Chronic Disability in Older Americans Greatly Overestimated
The rates of chronic disability in older Americans has been substantially overestimated by about forty percent, researchers at Yale School of Medicine report in the December 12 Archives of Internal Medicine.
“Our projections yielded about two million fewer chronically disabled older Americans in 1999, relative to the published estimate of seven million,” said Thomas M. Gill, M.D., who co-authored the study with Evelyne A. Gahbauer, M.D.
Gill, associate professor of medicine/geriatrics, obtained his findings using data from the “Yale PEP Study,” which seeks to better understand how older persons manage day-to-day activities and remain independent at home. Titled “Epidemiology of Disability and Recovery in Older Persons,” the PEP study includes 754 participants age 70 or older from the Greater New Haven area. Over the last eight years, participants have shared their experiences during a series of home assessments and monthly telephone interviews focusing on essential activities of daily living, such as bathing, dressing and walking.
Patients were classified as having chronic disability based on the presence of disability during consecutive monthly interviews immediately before or after the fourth comprehensive assessment. Of the 552 participants, 16.1 to 17.2 percent met criteria for chronic disability, leading to a national estimate ranging from 4.9 to 5.3 million chronically disabled older Americans.
Gill said accurate estimates of chronic disability are important for a variety of reasons. From a policy perspective, these estimates are often used to inform decisions regarding the current and future health care needs of older persons and to forecast the likely demand for long-term care. From an epidemiologic perspective, the causes of chronic disability, including pre-disposing risk factors and subsequent precipitants, may differ from those of short-term disability.

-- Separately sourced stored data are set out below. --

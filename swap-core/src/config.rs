//! Swap configuration
//!
//! The form only needs to know:
//! - the two assets and their fixed balances
//! - the coin → token rate
//! - how long the simulated confirmation takes
//! - the constants of the time estimate
//!
//! Everything has a built-in default. An optional `~/.mockswap/config.toml`
//! overrides individual values; it is read once at startup and never written.

use rust_decimal::Decimal;
use rust_decimal_macros::dec;
use serde::{Deserialize, Serialize};
use std::fs;
use std::path::{Path, PathBuf};
use std::time::Duration;

use crate::asset::{Asset, AssetKind};

/// Highest precision an asset may declare.
pub const MAX_PRECISION: u32 = 18;

#[derive(Debug, Clone, PartialEq, Serialize, Deserialize)]
pub struct SwapConfig {
    /// Token received per coin sent
    #[serde(default = "default_rate")]
    pub rate: Decimal,

    /// Simulated settlement delay after pressing confirm
    #[serde(default = "default_confirm_delay_ms")]
    pub confirm_delay_ms: u64,

    /// The volatile coin
    #[serde(default = "default_coin")]
    pub coin: Asset,

    /// The stable token, valued at one USD
    #[serde(default = "default_token")]
    pub token: Asset,

    #[serde(default)]
    pub estimate: EstimateConfig,
}

/// Constants of the "estimated transaction time" heuristic.
#[derive(Debug, Clone, PartialEq, Serialize, Deserialize)]
#[serde(default)]
pub struct EstimateConfig {
    pub base_minutes: f64,
    pub minutes_per_usd: f64,
    pub jitter_low: f64,
    pub jitter_high: f64,
    pub min_minutes: u32,
    pub max_minutes: u32,
}

impl Default for EstimateConfig {
    fn default() -> Self {
        Self {
            base_minutes: 10.0,
            minutes_per_usd: 0.05,
            jitter_low: 0.7,
            jitter_high: 1.3,
            min_minutes: 5,
            max_minutes: 30,
        }
    }
}

fn default_coin() -> Asset {
    Asset {
        name: "Ether".to_string(),
        symbol: "ETH".to_string(),
        icon: "eth.svg".to_string(),
        balance: dec!(3.5),
        precision: 6,
    }
}

fn default_token() -> Asset {
    Asset {
        name: "USD Coin".to_string(),
        symbol: "USDC".to_string(),
        icon: "usdc.svg".to_string(),
        balance: dec!(5000),
        precision: 2,
    }
}

fn default_rate() -> Decimal {
    dec!(2184.33)
}

fn default_confirm_delay_ms() -> u64 {
    2000
}

impl Default for SwapConfig {
    fn default() -> Self {
        Self {
            rate: default_rate(),
            confirm_delay_ms: default_confirm_delay_ms(),
            coin: default_coin(),
            token: default_token(),
            estimate: EstimateConfig::default(),
        }
    }
}

impl SwapConfig {
    /// Load configuration from `~/.mockswap/config.toml`, falling back to the
    /// built-in defaults when the file does not exist.
    pub fn load() -> Result<Self, ConfigError> {
        let config_path = Self::config_path()?;

        if config_path.exists() {
            Self::load_from(&config_path)
        } else {
            log::info!("📝 No config file, using built-in defaults");
            Ok(Self::default())
        }
    }

    /// Load and validate configuration from an explicit path.
    pub fn load_from(path: &Path) -> Result<Self, ConfigError> {
        log::info!("📁 Loading config from: {}", path.display());
        let contents = fs::read_to_string(path)?;
        let config: SwapConfig = toml::from_str(&contents)?;
        config.validate()?;
        log::info!(
            "✅ Config loaded: 1 {} = {} {}",
            config.coin.symbol,
            config.rate,
            config.token.symbol
        );
        Ok(config)
    }

    /// Get config file path
    pub fn config_path() -> Result<PathBuf, ConfigError> {
        let mut path = Self::data_dir()?;
        path.push("config.toml");
        Ok(path)
    }

    /// Get base data directory
    pub fn data_dir() -> Result<PathBuf, ConfigError> {
        let home = dirs::home_dir().ok_or(ConfigError::NoHomeDir)?;
        let mut path = home;
        path.push(".mockswap");
        Ok(path)
    }

    /// Validate configuration
    pub fn validate(&self) -> Result<(), ConfigError> {
        if self.rate <= Decimal::ZERO {
            return Err(ConfigError::InvalidRate(self.rate));
        }

        for asset in [&self.coin, &self.token] {
            if asset.symbol.trim().is_empty() {
                return Err(ConfigError::InvalidAsset(
                    "asset symbol must not be empty".to_string(),
                ));
            }
            if asset.balance <= Decimal::ZERO {
                return Err(ConfigError::InvalidAsset(format!(
                    "{} balance must be positive",
                    asset.symbol
                )));
            }
            if asset.precision > MAX_PRECISION {
                return Err(ConfigError::InvalidAsset(format!(
                    "{} precision {} exceeds {}",
                    asset.symbol, asset.precision, MAX_PRECISION
                )));
            }
        }

        if self.coin.symbol == self.token.symbol {
            return Err(ConfigError::InvalidAsset(format!(
                "both assets use the symbol {}",
                self.coin.symbol
            )));
        }

        let est = &self.estimate;
        if !(est.jitter_low > 0.0 && est.jitter_low <= est.jitter_high) {
            return Err(ConfigError::InvalidEstimate(format!(
                "jitter range [{}, {}] is empty or not positive",
                est.jitter_low, est.jitter_high
            )));
        }
        if est.min_minutes > est.max_minutes {
            return Err(ConfigError::InvalidEstimate(format!(
                "min_minutes {} exceeds max_minutes {}",
                est.min_minutes, est.max_minutes
            )));
        }

        Ok(())
    }

    /// Look up an asset.
    pub fn asset(&self, kind: AssetKind) -> &Asset {
        match kind {
            AssetKind::Coin => &self.coin,
            AssetKind::Token => &self.token,
        }
    }

    /// Conversion factor from one asset to another.
    ///
    /// Token → coin is the exact decimal inverse of the configured rate.
    pub fn rate(&self, from: AssetKind, to: AssetKind) -> Decimal {
        match (from, to) {
            (AssetKind::Coin, AssetKind::Token) => self.rate,
            (AssetKind::Token, AssetKind::Coin) => Decimal::ONE
                .checked_div(self.rate)
                .unwrap_or(Decimal::ZERO),
            _ => Decimal::ONE,
        }
    }

    /// USD value of an amount, taking the token at par.
    pub fn usd_value(&self, kind: AssetKind, amount: Decimal) -> Decimal {
        amount
            .checked_mul(self.rate(kind, AssetKind::Token))
            .unwrap_or(Decimal::MAX)
    }

    pub fn confirm_delay(&self) -> Duration {
        Duration::from_millis(self.confirm_delay_ms)
    }
}

// ============================================================================
// Error Handling
// ============================================================================

#[derive(Debug, thiserror::Error)]
pub enum ConfigError {
    #[error("IO error: {0}")]
    Io(#[from] std::io::Error),

    #[error("TOML parse error: {0}")]
    Toml(#[from] toml::de::Error),

    #[error("Home directory not found")]
    NoHomeDir,

    #[error("Invalid rate: {0} (must be positive)")]
    InvalidRate(Decimal),

    #[error("Invalid asset: {0}")]
    InvalidAsset(String),

    #[error("Invalid estimate settings: {0}")]
    InvalidEstimate(String),
}

#[cfg(test)]
mod tests {
    use super::*;
    use std::io::Write;

    #[test]
    fn test_default_config() {
        let config = SwapConfig::default();
        assert_eq!(config.coin.symbol, "ETH");
        assert_eq!(config.token.symbol, "USDC");
        assert_eq!(config.rate, dec!(2184.33));
        assert_eq!(config.confirm_delay(), Duration::from_secs(2));
        assert!(config.validate().is_ok());
    }

    #[test]
    fn test_rate_directions() {
        let config = SwapConfig::default();
        assert_eq!(config.rate(AssetKind::Coin, AssetKind::Token), dec!(2184.33));
        assert_eq!(config.rate(AssetKind::Coin, AssetKind::Coin), Decimal::ONE);

        let inverse = config.rate(AssetKind::Token, AssetKind::Coin);
        let product = inverse * dec!(2184.33);
        assert!((product - Decimal::ONE).abs() < dec!(0.000000000001));
    }

    #[test]
    fn test_usd_value() {
        let config = SwapConfig::default();
        assert_eq!(config.usd_value(AssetKind::Coin, dec!(2)), dec!(4368.66));
        assert_eq!(config.usd_value(AssetKind::Token, dec!(150.25)), dec!(150.25));
    }

    #[test]
    fn test_validation() {
        let mut config = SwapConfig::default();
        config.rate = Decimal::ZERO;
        assert!(matches!(config.validate(), Err(ConfigError::InvalidRate(_))));

        let mut config = SwapConfig::default();
        config.token.symbol = "ETH".to_string();
        assert!(matches!(config.validate(), Err(ConfigError::InvalidAsset(_))));

        let mut config = SwapConfig::default();
        config.coin.precision = 19;
        assert!(config.validate().is_err());

        let mut config = SwapConfig::default();
        config.estimate.min_minutes = 40;
        assert!(matches!(
            config.validate(),
            Err(ConfigError::InvalidEstimate(_))
        ));
    }

    #[test]
    fn test_load_partial_file() {
        let mut file = tempfile::NamedTempFile::new().unwrap();
        writeln!(file, "rate = \"2000.5\"").unwrap();
        writeln!(file, "confirm_delay_ms = 500").unwrap();
        writeln!(file, "[estimate]").unwrap();
        writeln!(file, "max_minutes = 45").unwrap();

        let config = SwapConfig::load_from(file.path()).unwrap();
        assert_eq!(config.rate, dec!(2000.5));
        assert_eq!(config.confirm_delay_ms, 500);
        assert_eq!(config.estimate.max_minutes, 45);
        assert_eq!(config.estimate.min_minutes, 5);
        assert_eq!(config.coin, SwapConfig::default().coin);
    }

    #[test]
    fn test_load_rejects_invalid_file() {
        let mut file = tempfile::NamedTempFile::new().unwrap();
        writeln!(file, "rate = \"-1\"").unwrap();
        assert!(SwapConfig::load_from(file.path()).is_err());

        let mut file = tempfile::NamedTempFile::new().unwrap();
        writeln!(file, "rate = [").unwrap();
        assert!(matches!(
            SwapConfig::load_from(file.path()),
            Err(ConfigError::Toml(_))
        ));
    }

    #[test]
    fn test_serialization() {
        let config = SwapConfig::default();
        let toml = toml::to_string(&config).unwrap();
        let deserialized: SwapConfig = toml::from_str(&toml).unwrap();
        assert_eq!(config, deserialized);
    }
}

“From a personal perspective, the likelihood of recovery is considerably lower for chronic disability than for short-term disability; and chronic disability likely confers a higher risk of subsequent morbidity and mortality,” said Gill. “Given the dynamic nature of disability, new strategies are needed to adequately capture the true burden of chronic disability among elderly persons.”
The Yale PEP Study is funded by grants from the National Institute on Aging.
Citation: Archives of Internal Medicine, Vol. 165, (December 12/26 2005).